Simulation failed to finish or produce an error message

EnthusiasticTeslim · November 14, 2022, 9:32pm

Hello everyone,

Thank you very much for the great community.

I tried running an NVT ensemble with the following command lines for a polymer-water-Sodium system and can’t seem to figure out why the system refuse to run. No error message was printed to enable me to decode the source of the issues. If you wish to rerun the simulation, please see attached the required files.

Thank you very much!!!

# ----------------- Init Section -----------------

include         "system.in.init"

read_data       "min.data"

include         "system.in.settings"

# ----------------- Run Section -----------------
#
group           water type 31 64
fix             1 water shake 0.0001 20 0 b 1 a 1
timestep        0.05
#
fix             2 all nvt temp 300.0 300.0 100.0
dump            2 all custom 1000 nvt_small_ts.lammpstrj id mol type x y z vx vy vz
dump_modify     2 sort id

thermo_style    multi
thermo          10

restart         2000 restart1_polymer_1_nvt_2 restart2_polymer_1_nvt_2
#
run             400000
#
write_data      nvt_small_ts.data
write_restart   nvt_small_ts.restart

The output after executing lmp_serial < nvt_run.in

min.data (358.7 KB)
system.in.init (605 Bytes)
system.in.settings (856.1 KB)
nvt_run.in (681 Bytes)

Michael_Jacobs · November 14, 2022, 10:09pm

You should always report your LAMMPS version date and what hardware you’re running on. Looking through the forum, you’ll notice several posts with similar issues. On enterprise hardware (e.g., clusters), this is usually due to communication buffering. In some cases, you won’t see anything until the simulation completes. You can try running 1 or 10 steps instead of 400000 to test. That will also help test another option: if your hardware is local and fairly weak (I noticed you’re using lmp_serial), 400000 timesteps may take a long time, especially with long-range coulombic interactions. If you run a few steps, you can see how fast your system can run (e.g., in timesteps per CPU seconds).

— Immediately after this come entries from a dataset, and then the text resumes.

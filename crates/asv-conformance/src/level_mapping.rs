//! Level mappings: one flat console table per descriptor against up to
//! four separately stored level collections.
//!
//! The console writes rows in a fixed order: every user response level
//! first, then probability, reliability and generalized-reliability
//! levels. A response-level row carries exactly one computed column and
//! the table does not say which; row 0 decides it for the whole block.
//! The store keeps each kind in its own collection whose data holds the
//! mapped column and whose sole scale, named after the collection, holds
//! the level column. The walk below consumes the flat table with a
//! cursor in that fixed order.

use crate::mismatch::{Mismatch, Site, ensure};
use crate::report::{Assertions, CheckReport, Halt};
use crate::scales::{numeric_labels, sole_scale};
use crate::tolerance::Tolerance;
use asv_model::{ExecutionId, LevelColumn, LevelMapping, LevelMappingSet, LevelRow};
use asv_store::{LabeledCollection, ResultCategory, StorePath, StructuredStoreView};
use tracing::{debug, info};

pub const LEVEL_MAPPINGS_CHECK: &str = "level_mappings";

/// Trailing categories in console order, paired with the column each
/// one maps to.
const REQUESTED_LEVELS: [(ResultCategory, LevelColumn); 3] = [
    (ResultCategory::ProbabilityLevels, LevelColumn::Probability),
    (ResultCategory::ReliabilityLevels, LevelColumn::Reliability),
    (ResultCategory::GenReliabilityLevels, LevelColumn::GenReliability),
];

/// Level collections stored for one (execution, descriptor). A category
/// with nothing at its path is simply absent.
#[derive(Debug, Clone, Copy)]
pub struct PresentLevels<'s> {
    collections: [Option<&'s LabeledCollection>; 4],
}

impl<'s> PresentLevels<'s> {
    #[must_use]
    pub fn discover(
        store: &'s dyn StructuredStoreView,
        execution: ExecutionId,
        descriptor: &str,
    ) -> Self {
        let collections = ResultCategory::LEVEL_MAPPINGS
            .map(|category| store.probe(&StorePath::dataset(execution, category, descriptor)));
        Self { collections }
    }

    #[must_use]
    pub fn get(&self, category: ResultCategory) -> Option<&'s LabeledCollection> {
        ResultCategory::LEVEL_MAPPINGS
            .iter()
            .position(|c| *c == category)
            .and_then(|slot| self.collections[slot])
    }

    pub fn iter(&self) -> impl Iterator<Item = (ResultCategory, &'s LabeledCollection)> + '_ {
        ResultCategory::LEVEL_MAPPINGS
            .into_iter()
            .zip(self.collections)
            .filter_map(|(category, collection)| collection.map(|c| (category, c)))
    }

    #[must_use]
    pub fn categories(&self) -> Vec<ResultCategory> {
        self.iter().map(|(category, _)| category).collect()
    }

    #[must_use]
    pub fn total_rows(&self) -> usize {
        self.iter().map(|(_, collection)| collection.len()).sum()
    }
}

/// One stored level collection with its labels resolved.
struct LevelCollection<'s> {
    data: &'s [f64],
    levels: &'s [f64],
}

/// Classified rows of one descriptor's table.
#[derive(Debug, Clone, PartialEq)]
pub struct ReconciledLevels {
    pub execution: ExecutionId,
    pub descriptor: String,
    pub mappings: Vec<LevelMapping>,
}

#[must_use]
pub fn check_level_mappings(
    levels: &LevelMappingSet,
    store: &dyn StructuredStoreView,
    tolerance: Tolerance,
) -> CheckReport {
    reconcile_level_mappings(levels, store, tolerance).0
}

/// Runs the level-mapping check and also returns the classified rows of
/// every descriptor that reconciled without a fatal mismatch.
#[must_use]
pub fn reconcile_level_mappings(
    levels: &LevelMappingSet,
    store: &dyn StructuredStoreView,
    tolerance: Tolerance,
) -> (CheckReport, Vec<ReconciledLevels>) {
    let mut report = CheckReport::new(LEVEL_MAPPINGS_CHECK);
    let mut reconciled = Vec::new();
    let mut asserts = Assertions::new(&mut report, tolerance);
    let halted = walk_executions(levels, store, &mut asserts, &mut reconciled).is_err();
    info!(
        check = LEVEL_MAPPINGS_CHECK,
        halted,
        assertions = report.assertion_count,
        failures = report.failures.len(),
        descriptors = reconciled.len(),
        "check finished"
    );
    (report, reconciled)
}

fn walk_executions(
    levels: &LevelMappingSet,
    store: &dyn StructuredStoreView,
    asserts: &mut Assertions<'_>,
    reconciled: &mut Vec<ReconciledLevels>,
) -> Result<(), Halt> {
    for (execution, tables) in levels.iter() {
        for (descriptor, rows) in tables {
            let site = Site::new(execution, descriptor);
            let present = PresentLevels::discover(store, execution, descriptor);
            debug!(%site, present = ?present.categories(), rows = rows.len(), "level collections");

            // Scale conventions are checked for every present type before
            // any row is compared; a violation ends the whole check.
            let mut resolved: [Option<LevelCollection<'_>>; 4] = [None, None, None, None];
            for (slot, category) in ResultCategory::LEVEL_MAPPINGS.into_iter().enumerate() {
                if let Some(collection) = present.get(category) {
                    resolved[slot] = Some(asserts.require_with(resolve_collection(
                        &site.in_category(category),
                        category,
                        collection,
                    ))?);
                }
            }

            if let Ok(mappings) = reconcile_descriptor_levels(&site, rows, &resolved, asserts) {
                reconciled.push(ReconciledLevels {
                    execution,
                    descriptor: descriptor.clone(),
                    mappings,
                });
            }
        }
    }
    Ok(())
}

fn resolve_collection<'s>(
    site: &Site,
    category: ResultCategory,
    collection: &'s LabeledCollection,
) -> Result<LevelCollection<'s>, Mismatch> {
    let scale = sole_scale(site, collection, 0, category.as_str())?;
    let levels = numeric_labels(site, scale, 0, collection.len())?;
    ensure(collection.values.len() == collection.len(), || {
        Mismatch::structure(format!(
            "{site}: {category} is not one-dimensional (shape {:?})",
            collection.shape
        ))
    })?;
    Ok(LevelCollection {
        data: &collection.values,
        levels,
    })
}

/// Row-count check and cursor walk for one descriptor. `Err` means a
/// fatal mismatch for this descriptor was recorded; other descriptors
/// still run.
fn reconcile_descriptor_levels(
    site: &Site,
    rows: &[LevelRow],
    resolved: &[Option<LevelCollection<'_>>; 4],
    asserts: &mut Assertions<'_>,
) -> Result<Vec<LevelMapping>, Halt> {
    let stored_rows: usize = resolved.iter().flatten().map(|c| c.data.len()).sum();
    asserts.require(ensure(stored_rows == rows.len(), || Mismatch::RowCount {
        site: site.clone(),
        console: rows.len(),
        store: stored_rows,
    }))?;

    let mut mappings = Vec::with_capacity(rows.len());
    let mut cursor = 0usize;

    if let Some(response) = &resolved[0] {
        let category = ResultCategory::ResponseLevels;
        let n = response.data.len();
        if n > 0 {
            let column = asserts.require_with(computed_column(&site.in_category(category), rows))?;
            for index in 0..n {
                let row_site = site.in_category(category).at_row(index);
                let row = &rows[index];
                asserts.require(single_column(&row_site, row, column))?;
                let value = row.column(column).unwrap_or(f64::NAN);
                asserts.close(&row_site, "response_level", row.level, response.levels[index]);
                asserts.close(&row_site, column.as_str(), value, response.data[index]);
                mappings.push(LevelMapping::ResponseComputedAs {
                    column,
                    response_level: row.level,
                    value,
                });
            }
        }
        cursor = n;
    }

    for (slot, (category, column)) in REQUESTED_LEVELS.into_iter().enumerate() {
        let Some(collection) = &resolved[slot + 1] else {
            continue;
        };
        let m = collection.data.len();
        for offset in 0..m {
            let index = cursor + offset;
            let row_site = site.in_category(category).at_row(index);
            let Some(row) = rows.get(index) else {
                return asserts.require_with(Err(Mismatch::RowCount {
                    site: site.in_category(category),
                    console: rows.len(),
                    store: index + 1,
                }));
            };
            asserts.require(single_column(&row_site, row, column))?;
            let value = row.field(column.field_index()).unwrap_or(f64::NAN);
            asserts.close(&row_site, column.as_str(), value, collection.data[offset]);
            asserts.close(&row_site, "response_level", row.level, collection.levels[offset]);
            mappings.push(LevelMapping::requested(column, row.level, value));
        }
        cursor += m;
    }

    asserts.require(ensure(cursor == rows.len(), || Mismatch::RowCount {
        site: site.clone(),
        console: rows.len(),
        store: cursor,
    }))?;
    Ok(mappings)
}

/// The column computed for every response-level row, read off row 0.
fn computed_column(site: &Site, rows: &[LevelRow]) -> Result<LevelColumn, Mismatch> {
    let site = site.at_row(0);
    let Some(first) = rows.first() else {
        return Err(Mismatch::MalformedLevelTable {
            site,
            detail: "response levels are stored but the console table is empty".to_string(),
        });
    };
    match first.populated_columns().as_slice() {
        [column] => Ok(*column),
        [] => Err(Mismatch::MalformedLevelTable {
            site,
            detail: "first response-level row has no computed column".to_string(),
        }),
        columns => Err(Mismatch::MalformedLevelTable {
            site,
            detail: format!(
                "first response-level row populates {} columns {:?}; the computed one is ambiguous",
                columns.len(),
                columns.iter().map(|c| c.as_str()).collect::<Vec<_>>()
            ),
        }),
    }
}

/// A row in a block mapped to `column` populates that column and no other.
/// A row out of place (for instance a reliability row inside the
/// probability block) fails here.
fn single_column(site: &Site, row: &LevelRow, column: LevelColumn) -> Result<(), Mismatch> {
    let populated = row.populated_columns();
    ensure(populated == [column], || Mismatch::MalformedLevelTable {
        site: site.clone(),
        detail: format!(
            "expected only the {} column, found {:?}",
            column.as_str(),
            populated.iter().map(|c| c.as_str()).collect::<Vec<_>>()
        ),
    })
}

stamoor · November 14, 2022, 10:53pm

Sometimes I’ve seen a segmentation fault kill LAMMPS without any error message, depending on the system. You can try running through a debugger, e.g. gdb -args ./lmp .... You can also try adding thermo_modify flush yes to your input, see thermo_modify command — LAMMPS documentation.

akohlmey · November 15, 2022, 2:21am

With a recent version of LAMMPS (15Sep2022 and later), you can use the -nonbuf (or -nb) command line flag to turn off all buffering for output to screen and logfile for testing/debugging of “lost” error messages.

akohlmey · November 15, 2022, 2:30am

This can happen if your system has overlapping atoms and otherwise extreme forces.
When using fix shake this can lead to problems with the Domain::minimum_image() function.

A simple correction for overlapping atoms would be to add the following line to your input:

delete_atoms   overlap 0.2 all all bond yes
reset_atom_ids

This would remove all molecules causing overlap.

Another step you can do is run a minimization before running MD. With LAMMPS version 15Sep2022 and later, you can keep fix shake enabled, since there was feature added to replace the constraint with harmonic restraint forces; for older versions of LAMMPS you need to replace the force constants for the water bonds and angles (each type 1) with much larger values, so that the water geometry will be (mostly) preserved.

If the minimization runs find, but the code then gets stuck in MD, you can keep using the large force constants (w/o fix shake), but need to reduce the time step somewhat. At that point it is crucial to observe the potential energy, pressure and temperature. It should not deviate too far from the desired target. If it does or the potential energy and pressure are too extreme, then your starting geometry is likely flawed.

EnthusiasticTeslim · November 15, 2022, 2:33am

Thank you very much for the quick response.
@Michael_Jacobs
My sincere apologies for not specifying the LAMMPS version. I am using LAMMPS (23 Jun 2022) version. Also, I have repeated the simulation for (timestep = 1 and run = 2) on an HPC with 1 node (64 CPUs) for 1hr and the situation is the same. The system looks like it hanged and I have attached the run and output files for your reference.

log.lammps (856 KB)
nvt_run.in (666 Bytes)
test_run-29886.out (2.4 KB)

@stamoor

Using the same file as above, I added an extra line (thermo_modify flush yes) and saw no difference in the result. Also, I tried the debugger with gdb but I am not sure if I am doing it the right way. See the output below.

@akohlmey Thanks for the detailed explanation. I will try implementing your suggestions and update you if I experience any issues or success.